(Records from a data collection)
------------------------------------------------

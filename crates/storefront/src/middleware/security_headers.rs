//! Security headers for the JSON API.
//!
//! Responses are data, never documents, so the policy denies everything a
//! browser could do with them besides reading.

use axum::{
    extract::Request,
    http::{
        HeaderName, HeaderValue,
        header::{
            CACHE_CONTROL, CONTENT_SECURITY_POLICY, REFERRER_POLICY, X_CONTENT_TYPE_OPTIONS,
            X_FRAME_OPTIONS,
        },
    },
    middleware::Next,
    response::Response,
};

/// Add security headers to all responses.
///
/// Handlers that set their own `Cache-Control` keep it.
pub async fn security_headers_middleware(request: Request, next: Next) -> Response {
    let mut response = next.run(request).await;
    let headers = response.headers_mut();

    headers.insert(X_FRAME_OPTIONS, HeaderValue::from_static("DENY"));
    headers.insert(X_CONTENT_TYPE_OPTIONS, HeaderValue::from_static("nosniff"));
    headers.insert(
        REFERRER_POLICY,
        HeaderValue::from_static("strict-origin-when-cross-origin"),
    );
    headers.insert(
        CONTENT_SECURITY_POLICY,
        HeaderValue::from_static("default-src 'none'; frame-ancestors 'none'"),
    );
    headers.insert(
        HeaderName::from_static("cross-origin-opener-policy"),
        HeaderValue::from_static("same-origin"),
    );
    if !headers.contains_key(CACHE_CONTROL) {
        // Cart and checkout responses are per-session.
        headers.insert(CACHE_CONTROL, HeaderValue::from_static("no-store"));
    }

    response
}
//! Checkout: turn the session cart into an order and hand it off to the
//! shop's messenger.

use axum::{Json, extract::State, http::StatusCode};
use chrono::Utc;
use tower_sessions::Session;
use tracing::instrument;
use vitrina_core::cart::CartLedger;
use vitrina_core::checkout::{CheckoutReceipt, ContactForm, submit_order};

use crate::error::{Result, add_breadcrumb};
use crate::models::{load_cart, save_cart};
use crate::state::AppState;

/// Submit the cart as an order.
///
/// The cart in the session is cleared only once the order is stored. On any
/// error before that the session is not written.
///
/// The emptied cart is persisted here rather than left to the session layer.
/// If that write fails the order already exists: the failure is logged at
/// warn with the order number, and the client gets a 500 while its cart still
/// holds the ordered lines, so a retry creates a second order.
#[instrument(skip(state, session, form))]
pub async fn submit(
    State(state): State<AppState>,
    session: Session,
    Json(form): Json<ContactForm>,
) -> Result<(StatusCode, Json<CheckoutReceipt>)> {
    let mut cart = load_cart(&session).await?;

    let receipt = submit_order(
        state.backend(),
        &mut cart,
        &form,
        state.messenger(),
        Utc::now(),
    )
    .await?;

    if let Err(err) = persist_cart(&session, &cart).await {
        tracing::warn!(
            order_id = %receipt.order_id,
            order_number = %receipt.order_number,
            error = %err,
            "order stored but the session cart could not be cleared"
        );
        return Err(err.into());
    }

    add_breadcrumb(
        "checkout",
        "Order submitted",
        &[("order_number", receipt.order_number.as_str())],
    );
    tracing::info!(
        order_id = %receipt.order_id,
        order_number = %receipt.order_number,
        total_amount = receipt.total_amount.rubles(),
        "order submitted"
    );

    Ok((StatusCode::CREATED, Json(receipt)))
}

async fn persist_cart(
    session: &Session,
    cart: &CartLedger,
) -> std::result::Result<(), tower_sessions::session::Error> {
    save_cart(session, cart).await?;
    session.save().await
}
//! Session middleware configuration.
//!
//! The cart lives in the session. Production uses the `PostgreSQL` store from
//! tower-sessions-sqlx-store; tests pass a `MemoryStore`.

use tower_sessions::{Expiry, SessionManagerLayer, SessionStore};

use crate::config::StorefrontConfig;

/// Session cookie name.
pub const SESSION_COOKIE_NAME: &str = "vitrina_session";

/// Session expiry time in seconds (7 days).
const SESSION_EXPIRY_SECONDS: i64 = 7 * 24 * 60 * 60;

/// Create the session layer over the given store.
///
/// The sessions table for `PostgresStore` is created by `vitrina-cli migrate`.
#[must_use]
pub fn create_session_layer<S>(store: S, config: &StorefrontConfig) -> SessionManagerLayer<S>
where
    S: SessionStore + Clone,
{
    SessionManagerLayer::new(store)
        .with_name(SESSION_COOKIE_NAME)
        .with_expiry(Expiry::OnInactivity(
            tower_sessions::cookie::time::Duration::seconds(SESSION_EXPIRY_SECONDS),
        ))
        .with_secure(config.is_secure())
        .with_same_site(tower_sessions::cookie::SameSite::Lax)
        .with_http_only(true)
        .with_path("/")
}
//! Integration tests for Vitrina.
//!
//! # Running Tests
//!
//! ```bash
//! # Repository tests against a scratch database
//! DATABASE_URL=postgres://localhost/vitrina_test \
//!     cargo test -p vitrina-integration-tests -- --ignored
//!
//! # API tests against a running admin server
//! ADMIN_BASE_URL=http://localhost:3001 ADMIN_PASSWORD=... \
//!     cargo test -p vitrina-integration-tests --test admin_api -- --ignored
//! ```
//!
//! Every test is `#[ignore]`d so a plain `cargo test` needs no services.
//! Tests create rows with unique names and never truncate tables.

#![cfg_attr(not(test), forbid(unsafe_code))]

use secrecy::SecretString;
use vitrina_core::postgres::{MIGRATOR, PgBackend, create_pool};

/// Connect to `DATABASE_URL` and apply the migrations.
///
/// # Panics
///
/// Panics if the variable is missing or the database is unreachable.
#[allow(clippy::expect_used)]
pub async fn test_backend() -> PgBackend {
    let database_url = std::env::var("DATABASE_URL")
        .map(SecretString::from)
        .expect("DATABASE_URL must be set for integration tests");
    let pool = create_pool(&database_url)
        .await
        .expect("Failed to connect to test database");
    MIGRATOR
        .run(&pool)
        .await
        .expect("Failed to run migrations");
    PgBackend::new(pool)
}

/// A name no other test run has used.
#[must_use]
pub fn unique(prefix: &str) -> String {
    format!("{prefix}-{}", uuid::Uuid::new_v4().simple())
}

/// Base URL for the admin API.
#[must_use]
pub fn admin_base_url() -> String {
    std::env::var("ADMIN_BASE_URL").unwrap_or_else(|_| "http://localhost:3001".to_string())
}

------------------------------------------------

● **What is required**:
What is needed is a word-for-word copy of all the entries.

● **Output of the task**:
filename crates/storefront/src/middleware/security_headers.rs
//! Security headers for the JSON API.
//!
//! Responses are data, never documents, so the policy denies everything a
//! browser could do with them besides reading.

use axum::{
    extract::Request,
    http::{
        HeaderName, HeaderValue,
        header::{
            CACHE_CONTROL, CONTENT_SECURITY_POLICY, REFERRER_POLICY, X_CONTENT_TYPE_OPTIONS,
            X_FRAME_OPTIONS,
        },
    },
    middleware::Next,
    response::Response,
};

/// Add security headers to all responses.
///
/// Handlers that set their own `Cache-Control` keep it.
pub async fn security_headers_middleware(request: Request, next: Next) -> Response {
    let mut response = next.run(request).await;
    let headers = response.headers_mut();

    headers.insert(X_FRAME_OPTIONS, HeaderValue::from_static("DENY"));
    headers.insert(X_CONTENT_TYPE_OPTIONS, HeaderValue::from_static("nosniff"));
    headers.insert(
        REFERRER_POLICY,
        HeaderValue::from_static("strict-origin-when-cross-origin"),
    );
    headers.insert(
        CONTENT_SECURITY_POLICY,
        HeaderValue::from_static("default-src 'none'; frame-ancestors 'none'"),
    );
    headers.insert(
        HeaderName::from_static("cross-origin-opener-policy"),
        HeaderValue::from_static("same-origin"),
    );
    if !headers.contains_key(CACHE_CONTROL) {
        // Cart and checkout responses are per-session.
        headers.insert(CACHE_CONTROL, HeaderValue::from_static("no-store"));
    }

    response
}
//! Checkout: turn the session cart into an order and hand it off to the
//! shop's messenger.

use axum::{Json, extract::State, http::StatusCode};
use chrono::Utc;
use tower_sessions::Session;
use tracing::instrument;
use vitrina_core::cart::CartLedger;
use vitrina_core::checkout::{CheckoutReceipt, ContactForm, submit_order};

use crate::error::{Result, add_breadcrumb};
use crate::models::{load_cart, save_cart};
use crate::state::AppState;

/// Submit the cart as an order.
///
/// The cart in the session is cleared only once the order is stored. On any
/// error before that the session is not written.
///
/// The emptied cart is persisted here rather than left to the session layer.
/// If that write fails the order already exists: the failure is logged at
/// warn with the order number, and the client gets a 500 while its cart still
/// holds the ordered lines, so a retry creates a second order.
#[instrument(skip(state, session, form))]
pub async fn submit(
    State(state): State<AppState>,
    session: Session,
    Json(form): Json<ContactForm>,
) -> Result<(StatusCode, Json<CheckoutReceipt>)> {
    let mut cart = load_cart(&session).await?;

    let receipt = submit_order(
        state.backend(),
        &mut cart,
        &form,
        state.messenger(),
        Utc::now(),
    )
    .await?;

    if let Err(err) = persist_cart(&session, &cart).await {
        tracing::warn!(
            order_id = %receipt.order_id,
            order_number = %receipt.order_number,
            error = %err,
            "order stored but the session cart could not be cleared"
        );
        return Err(err.into());
    }

    add_breadcrumb(
        "checkout",
        "Order submitted",
        &[("order_number", receipt.order_number.as_str())],
    );
    tracing::info!(
        order_id = %receipt.order_id,
        order_number = %receipt.order_number,
        total_amount = receipt.total_amount.rubles(),
        "order submitted"
    );

    Ok((StatusCode::CREATED, Json(receipt)))
}

async fn persist_cart(
    session: &Session,
    cart: &CartLedger,
) -> std::result::Result<(), tower_sessions::session::Error> {
    save_cart(session, cart).await?;
    session.save().await
}
//! Session middleware configuration.
//!
//! The cart lives in the session. Production uses the `PostgreSQL` store from
//! tower-sessions-sqlx-store; tests pass a `MemoryStore`.

use tower_sessions::{Expiry, SessionManagerLayer, SessionStore};

use crate::config::StorefrontConfig;

/// Session cookie name.
pub const SESSION_COOKIE_NAME: &str = "vitrina_session";

/// Session expiry time in seconds (7 days).
const SESSION_EXPIRY_SECONDS: i64 = 7 * 24 * 60 * 60;

/// Create the session layer over the given store.
///
/// The sessions table for `PostgresStore` is created by `vitrina-cli migrate`.
#[must_use]
pub fn create_session_layer<S>(store: S, config: &StorefrontConfig) -> SessionManagerLayer<S>
where
    S: SessionStore + Clone,
{
    SessionManagerLayer::new(store)
        .with_name(SESSION_COOKIE_NAME)
        .with_expiry(Expiry::OnInactivity(
            tower_sessions::cookie::time::Duration::seconds(SESSION_EXPIRY_SECONDS),
        ))
        .with_secure(config.is_secure())
        .with_same_site(tower_sessions::cookie::SameSite::Lax)
        .with_http_only(true)
        .with_path("/")
}
//! Integration tests for Vitrina.
//!
//! # Running Tests
//!
//! ```bash
//! # Repository tests against a scratch database
//! DATABASE_URL=postgres://localhost/vitrina_test \
//!     cargo test -p vitrina-integration-tests -- --ignored
//!
//! # API tests against a running admin server
//! ADMIN_BASE_URL=http://localhost:3001 ADMIN_PASSWORD=... \
//!     cargo test -p vitrina-integration-tests --test admin_api -- --ignored
//! ```
//!
//! Every test is `#[ignore]`d so a plain `cargo test` needs no services.
//! Tests create rows with unique names and never truncate tables.

#![cfg_attr(not(test), forbid(unsafe_code))]

use secrecy::SecretString;
use vitrina_core::postgres::{MIGRATOR, PgBackend, create_pool};

/// Connect to `DATABASE_URL` and apply the migrations.
///
/// # Panics
///
/// Panics if the variable is missing or the database is unreachable.
#[allow(clippy::expect_used)]
pub async fn test_backend() -> PgBackend {
    let database_url = std::env::var("DATABASE_URL")
        .map(SecretString::from)
        .expect("DATABASE_URL must be set for integration tests");
    let pool = create_pool(&database_url)
        .await
        .expect("Failed to connect to test database");
    MIGRATOR
        .run(&pool)
        .await
        .expect("Failed to run migrations");
    PgBackend::new(pool)
}

/// A name no other test run has used.
#[must_use]
pub fn unique(prefix: &str) -> String {
    format!("{prefix}-{}", uuid::Uuid::new_v4().simple())
}

/// Base URL for the admin API.
#[must_use]
pub fn admin_base_url() -> String {
    std::env::var("ADMIN_BASE_URL").unwrap_or_else(|_| "http://localhost:3001".to_string())
}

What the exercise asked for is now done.